2.4 The Effect of Voluntary Environmental Regulations

Voluntary environmental regulation, which is an innovation of traditional environmental regulation, arises from voluntary agreements. Voluntary environmental regulation is based on the voluntary participation of enterprises, as the government does not impose a mandatory regulation. It is usually advocated by industry associations, enterprises, and third-party certification bodies; and includes agreements, commitments, plans, and other content. However, enterprises can decide whether they want to be regulated (Qin and Sun, 2020). The responsibility of voluntary environmental regulation lies with the enterprise, although the enterprise can usually make an independent choice. This differs from the government’s mandatory emission reduction regulations and external environmental protection incentives. Participation in voluntary environmental regulation not only helps obtain government funding, technology, and policy support but also improves enterprises’ market reputation (Ju et al., 2020). Enterprises can begin based on their circumstances, do what they can, and stimulate their enthusiasm for green technological innovation internally. Green technological innovation is the foundation for the effective implementation of voluntary environmental regulation, and enterprises drive green technological innovation to sustain voluntary environmental regulation. Voluntary environmental regulation stems from enterprises’ own social responsibility. Under the premise of no subsidy, enterprises can actively invest resources to implement environmental protection measures and reduce their harm to the environment. In order to achieve ecological friendliness, enterprises will spontaneously improve the green technology innovation capability, improve the production process, strengthen the terminal governance capability, and promote the development of green products. In the face of a positive environmental protection attitude, the internal staff of the enterprise will innovate their environmental concept, implement the green development strategy, and promote the improvement of the enterprise’s green technology innovation capability. To analyze this phenomenon, we propose the following research hypotheses:

H3a: Voluntary environmental regulation can enhance manufacturing enterprises’ green product innovation capability.

H3b: Voluntary environmental regulation can enhance manufacturing enterprises’ green process innovation capability.

H3c: Voluntary environmental regulation can enhance manufacturing enterprises’ terminal technology governance capability.

2.5 Conceptual Framework

Figure 1 illustrates the conceptual framework of this study. Based on the above discussion and the idea of structural equation modelling (SEM), the conceptual framework contains three exogenous variables, three endogenous variables, and nine causal paths.

FIGURE 1

FIGURE 1. Conceptual framework.

3 Research Model

3.1 Factor Decomposition and Questionnaire Design

After appropriate semantic transformation based on factor decomposition, we designed a questionnaire survey form for data collection.

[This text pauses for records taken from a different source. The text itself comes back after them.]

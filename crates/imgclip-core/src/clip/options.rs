//! Clip widget configuration.

use super::ClipError;
use crate::encode::OutputMime;
use crate::size::SizeLimits;
use serde::{Deserialize, Serialize};

/// When the size tip next to the selection is shown.
#[derive(Debug, Clone, Copy, PartialEq, Eq, Default, Serialize, Deserialize)]
#[serde(from = "i32", into = "i32")]
pub enum TipsStyle {
    /// Only while a handle is dragged (`0`)
    #[default]
    WhileDragging,
    /// Always (`1`)
    Always,
    /// Never (`-1`)
    Never,
}

impl From<i32> for TipsStyle {
    fn from(value: i32) -> Self {
        match value {
            1 => TipsStyle::Always,
            -1 => TipsStyle::Never,
            _ => TipsStyle::WhileDragging,
        }
    }
}

impl From<TipsStyle> for i32 {
    fn from(value: TipsStyle) -> Self {
        match value {
            TipsStyle::WhileDragging => 0,
            TipsStyle::Always => 1,
            TipsStyle::Never => -1,
        }
    }
}

/// Selection shape.
#[derive(Debug, Clone, Copy, PartialEq, Eq, Default, Serialize, Deserialize)]
#[serde(rename_all = "lowercase")]
pub enum ClipShape {
    #[default]
    #[serde(alias = "rect")]
    Rectangle,
    Polygon,
}

/// Options for [`super::ImgClip`]. Missing keys keep their defaults.
#[derive(Debug, Clone, PartialEq, Serialize, Deserialize)]
#[serde(default, rename_all = "camelCase")]
pub struct ClipOptions {
    /// Encoder quality, 0.0 to 1.0
    pub quality: f64,
    pub mime: OutputMime,
    /// Bilinear resampling on export; nearest neighbor when off
    pub is_smooth: bool,
    /// Half-size of the magnified square, in backing pixels
    pub capture_radius: f64,
    /// Pointer travel ignored when dragging the selection body
    pub min_move_diff: f64,
    /// Cap on the displayed canvas height in CSS pixels, 0 for none
    pub max_css_height: f64,
    pub size_tips_style: TipsStyle,
    pub compress_scale_ratio: f64,
    pub iphone_fixed_ratio: f64,
    #[serde(flatten)]
    pub limits: SizeLimits,
    /// Keep handles inside the canvas
    pub is_constrain: bool,
    /// Drawn radius of polygon points
    pub choose_point_radius: f64,
    pub shape: ClipShape,
}

impl Default for ClipOptions {
    fn default() -> Self {
        Self {
            quality: 0.92,
            mime: OutputMime::Jpeg,
            is_smooth: true,
            capture_radius: 30.0,
            min_move_diff: 1.0,
            max_css_height: 0.0,
            size_tips_style: TipsStyle::default(),
            compress_scale_ratio: 1.0,
            iphone_fixed_ratio: 2.0,
            limits: SizeLimits::default(),
            is_constrain: true,
            choose_point_radius: 10.0,
            shape: ClipShape::default(),
        }
    }
}

impl ClipOptions {
    /// Reject values no layout can be computed from.
    pub fn validate(&self) -> Result<(), ClipError> {
        if !self.quality.is_finite() || !(0.0..=1.0).contains(&self.quality) {
            return Err(invalid("quality", "must be between 0 and 1"));
        }
        if !self.capture_radius.is_finite() || self.capture_radius <= 0.0 {
            return Err(invalid("captureRadius", "must be positive"));
        }
        let non_negative = [
            ("minMoveDiff", self.min_move_diff),
            ("maxCssHeight", self.max_css_height),
            ("compressScaleRatio", self.compress_scale_ratio),
            ("iphoneFixedRatio", self.iphone_fixed_ratio),
            ("maxWidth", self.limits.max_width),
            ("forceWidth", self.limits.force_width),
            ("forceHeight", self.limits.force_height),
            ("choosePointRadius", self.choose_point_radius),
        ];
        for (name, value) in non_negative {
            if !value.is_finite() || value < 0.0 {
                return Err(invalid(name, "must be a non-negative number"));
            }
        }
        Ok(())
    }
}

fn invalid(name: &'static str, reason: &'static str) -> ClipError {
    ClipError::InvalidOption { name, reason }
}

#[cfg(test)]
mod tests {
    use super::*;

    #[test]
    fn test_defaults() {
        let options = ClipOptions::default();
        assert_eq!(options.quality, 0.92);
        assert_eq!(options.mime, OutputMime::Jpeg);
        assert_eq!(options.capture_radius, 30.0);
        assert_eq!(options.iphone_fixed_ratio, 2.0);
        assert_eq!(options.size_tips_style, TipsStyle::WhileDragging);
        assert_eq!(options.shape, ClipShape::Rectangle);
        assert!(options.is_constrain);
        assert!(options.validate().is_ok());
    }

    #[test]
    fn test_tips_style_mapping() {
        assert_eq!(TipsStyle::from(0), TipsStyle::WhileDragging);
        assert_eq!(TipsStyle::from(1), TipsStyle::Always);
        assert_eq!(TipsStyle::from(-1), TipsStyle::Never);
        assert_eq!(TipsStyle::from(7), TipsStyle::WhileDragging);
        assert_eq!(i32::from(TipsStyle::Never), -1);
    }

    #[test]
    fn test_validate_rejects_bad_values() {
        let options = ClipOptions {
            quality: 1.5,
            ..Default::default()
        };
        assert!(matches!(
            options.validate(),
            Err(ClipError::InvalidOption { name: "quality", .. })
        ));

        let options = ClipOptions {
            capture_radius: 0.0,
            ..Default::default()
        };
        assert!(options.validate().is_err());

        let mut options = ClipOptions::default();
        options.limits.max_width = -1.0;
        assert!(matches!(
            options.validate(),
            Err(ClipError::InvalidOption { name: "maxWidth", .. })
        ));
    }
}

3.1.1 Element Decomposition of Government Environmental Regulations

The element decomposition of command-based, incentive-based, and voluntary environmental regulations can be effectively implemented based on existing research and knowledge of China’s environmental regulations (Shi, 2019).

The command-based environmental regulation elements are divided into the following indicators: first is technical regulation, formulation of scientific clean technology standards for enterprises; second is wastewater discharge, preparation of clear requirements for wastewater discharge; third is waste gas discharge, creation of clear requirements for waste gas discharge; and fourth is waste residue discharge, devising clear standards for waste residue discharge.

The incentive-based environmental regulation elements are divided into the following indicators: first is cleaner production support funds, the appropriate allocation of cleaner production support funds for enterprises; second is technological progress special founds, the appropriate allocation of technical progress special funds for enterprises; third is environmental protection taxes, the reasonable and standardized collection of environmental protection taxes; and fourth is transaction permit, the appropriate transaction permit support for enterprises.

The voluntary environmental regulation elements are divided into the following indicators: first is environmental certification, that enterprises actively obtain the environmental certification issued by the industry association; second is ecological identification, that enterprises actively acquire the ecological identification issued by the industry association; third is information disclosure, that enterprises implement environmental information disclosure to society; and fourth is environmental supervision, that enterprises actively require the supervision of the environmental protection department.

3.1.2 Element Decomposition of Green Innovation Capability

The element decomposition of green product innovation, green process innovation, and terminal governance technology capabilities can be effectively implemented based on existing research and insights into the green technology innovation capabilities of Chinese enterprises (Wang et al., 2019).

The elements of green product innovation capabilities are divided into the following indicators: first is domestic environmental standards, that the products meet the domestic environmental protection standards; second is international environmental standards, that the products meet the international environmental protection standards; third is consumer friendly, that the products benefit the consumers’ physical and mental health; and fourth is green product certification, that the products can easily pass green product certification.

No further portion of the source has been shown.